カーショーと同じ年に1巡目で指名された2人は…

 MLBのドラフト1巡目指名選手は、なかなかの高確率で“出世”している。ざっと見渡しても、2009年ドラフト全体1位のスティーブン・ストラスバーグ(ナショナルズ)、2010年全体1位のブライス・ハーパー(フィリーズ)、全体3位のマニー・マチャド(パドレス)、2011年全体1位のゲリット・コール(アストロズ)、8位のフランシスコ・リンドーア(インディアンス)、2012年全体1位のカルロス・コレア(アストロズ)、2013年全体2位のクリス・ブライアント(カブス)など、数年後にスーパースターになった選手が数多く出ている。

 一方で、ドラフトで全体1位、いの1番で指名されても、メジャーに昇格することなく引退している選手も少なからず存在している。そして日本に来ている外国人選手の中には、実はMLBのドラフト1巡目選手が意外に多い。

 オリックスのクリス・マレーロは2006年のナショナルズ1巡目指名(全体15位)選手。また、広島のクリス・ジョンソンは同年のホワイトソックスの1巡目指名(全体40位)、ヤクルトのデーブ・ハフは同じくインディアンスの1巡目指名(全体39位、ともに補足指名)だった。

 この2人は、クレイトン・カーショー(ドジャース)やティム・リンスカム(前レンジャーズ、現FA)、マックス・シャーザー(ナショナルズ)らと同期にあたる。巨人のテイラー・ヤングマンは2011年ブルワーズの1巡目指名(全体12位)。かつて広島に在籍したブライアン・バリントンは2002年のパイレーツに1巡目指名され、全体1位指名だった。彼らはメジャーには定着できず、日本に活躍の場を求めた。

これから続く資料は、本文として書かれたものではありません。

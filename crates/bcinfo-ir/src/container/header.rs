//! Container header (64 bytes).

use super::{
    HEADER_SIZE, MAGIC, NODE_ENTRY_SIZE, OPERAND_ENTRY_SIZE, SECTION_ALIGN, TABLE_ENTRY_SIZE,
    VERSION,
};

/// File header - first 64 bytes of the container.
///
/// - 0-19: identity and sizes (magic, version, checksum, total_size, str_blob_size)
/// - 20-35: counts (4 × u32), order matches section order
/// - 36-63: reserved
#[derive(Clone, Copy, Debug, PartialEq, Eq)]
pub struct Header {
    /// Magic bytes: b"BCMD"
    pub magic: [u8; 4],
    /// Format version (currently 1)
    pub version: u32,
    /// CRC32 checksum of everything after the header
    pub checksum: u32,
    /// Total file size in bytes
    pub total_size: u32,
    /// Size of the string blob in bytes.
    pub str_blob_size: u32,

    pub str_table_count: u32,
    pub tables_count: u32,
    pub nodes_count: u32,
    pub operands_count: u32,

    pub _reserved: [u8; 28],
}

impl Default for Header {
    fn default() -> Self {
        Self {
            magic: MAGIC,
            version: VERSION,
            checksum: 0,
            total_size: 0,
            str_blob_size: 0,
            str_table_count: 0,
            tables_count: 0,
            nodes_count: 0,
            operands_count: 0,
            _reserved: [0; 28],
        }
    }
}

/// Section offsets derived from header counts.
///
/// Kept as u64 so hostile counts cannot overflow the arithmetic; the loader
/// bounds-checks `end` against the buffer before slicing.
#[derive(Clone, Copy, Debug, Default, PartialEq, Eq)]
pub struct SectionOffsets {
    pub str_blob: u64,
    pub str_table: u64,
    pub tables: u64,
    pub nodes: u64,
    pub operands: u64,
    /// One past the last section, rounded up to the section alignment.
    pub end: u64,
}

/// Read a little-endian u32 from bytes at the given offset.
#[inline]
pub(super) fn read_u32_le(bytes: &[u8], offset: usize) -> u32 {
    u32::from_le_bytes([
        bytes[offset],
        bytes[offset + 1],
        bytes[offset + 2],
        bytes[offset + 3],
    ])
}

impl Header {
    /// Decode header from 64 bytes.
    pub fn from_bytes(bytes: &[u8]) -> Self {
        assert!(bytes.len() >= HEADER_SIZE, "header too short");

        let mut reserved = [0u8; 28];
        reserved.copy_from_slice(&bytes[36..64]);

        Self {
            magic: [bytes[0], bytes[1], bytes[2], bytes[3]],
            version: read_u32_le(bytes, 4),
            checksum: read_u32_le(bytes, 8),
            total_size: read_u32_le(bytes, 12),
            str_blob_size: read_u32_le(bytes, 16),
            str_table_count: read_u32_le(bytes, 20),
            tables_count: read_u32_le(bytes, 24),
            nodes_count: read_u32_le(bytes, 28),
            operands_count: read_u32_le(bytes, 32),
            _reserved: reserved,
        }
    }

    /// Encode header to 64 bytes.
    pub fn to_bytes(&self) -> [u8; HEADER_SIZE] {
        let mut bytes = [0u8; HEADER_SIZE];
        bytes[0..4].copy_from_slice(&self.magic);
        bytes[4..8].copy_from_slice(&self.version.to_le_bytes());
        bytes[8..12].copy_from_slice(&self.checksum.to_le_bytes());
        bytes[12..16].copy_from_slice(&self.total_size.to_le_bytes());
        bytes[16..20].copy_from_slice(&self.str_blob_size.to_le_bytes());
        bytes[20..24].copy_from_slice(&self.str_table_count.to_le_bytes());
        bytes[24..28].copy_from_slice(&self.tables_count.to_le_bytes());
        bytes[28..32].copy_from_slice(&self.nodes_count.to_le_bytes());
        bytes[32..36].copy_from_slice(&self.operands_count.to_le_bytes());
        bytes[36..64].copy_from_slice(&self._reserved);
        bytes
    }

    pub fn validate_magic(&self) -> bool {
        self.magic == MAGIC
    }

    pub fn validate_version(&self) -> bool {
        self.version == VERSION
    }

    /// Compute section offsets from counts and blob size.
    pub fn compute_offsets(&self) -> SectionOffsets {
        let align = SECTION_ALIGN as u64;

        let str_blob = HEADER_SIZE as u64;
        let str_table = align_up(str_blob + u64::from(self.str_blob_size), align);
        let str_table_size = (u64::from(self.str_table_count) + 1) * 4;

        let tables = align_up(str_table + str_table_size, align);
        let tables_size = u64::from(self.tables_count) * TABLE_ENTRY_SIZE as u64;

        let nodes = align_up(tables + tables_size, align);
        let nodes_size = u64::from(self.nodes_count) * NODE_ENTRY_SIZE as u64;

        let operands = align_up(nodes + nodes_size, align);
        let operands_size = u64::from(self.operands_count) * OPERAND_ENTRY_SIZE as u64;

        let end = align_up(operands + operands_size, align);

        SectionOffsets {
            str_blob,
            str_table,
            tables,
            nodes,
            operands,
            end,
        }
    }
}

/// Round up to the next multiple of `align`.
fn align_up(value: u64, align: u64) -> u64 {
    (value + align - 1) & !(align - 1)
}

 ドラフト1巡目だからと言って、将来が約束されているわけではないのは、MLBもNPBも変わらない。過酷なマイナー生活や年俸調停資格を得るまでの低い契約条件も現実問題としてあるMLBの世界。MLBのドラフト上位指名を蹴ってNPBを選択したソフトバンクのスチュワートは、新たなルートの開拓者となるだろうか。(広尾晃 / Koh Hiroo)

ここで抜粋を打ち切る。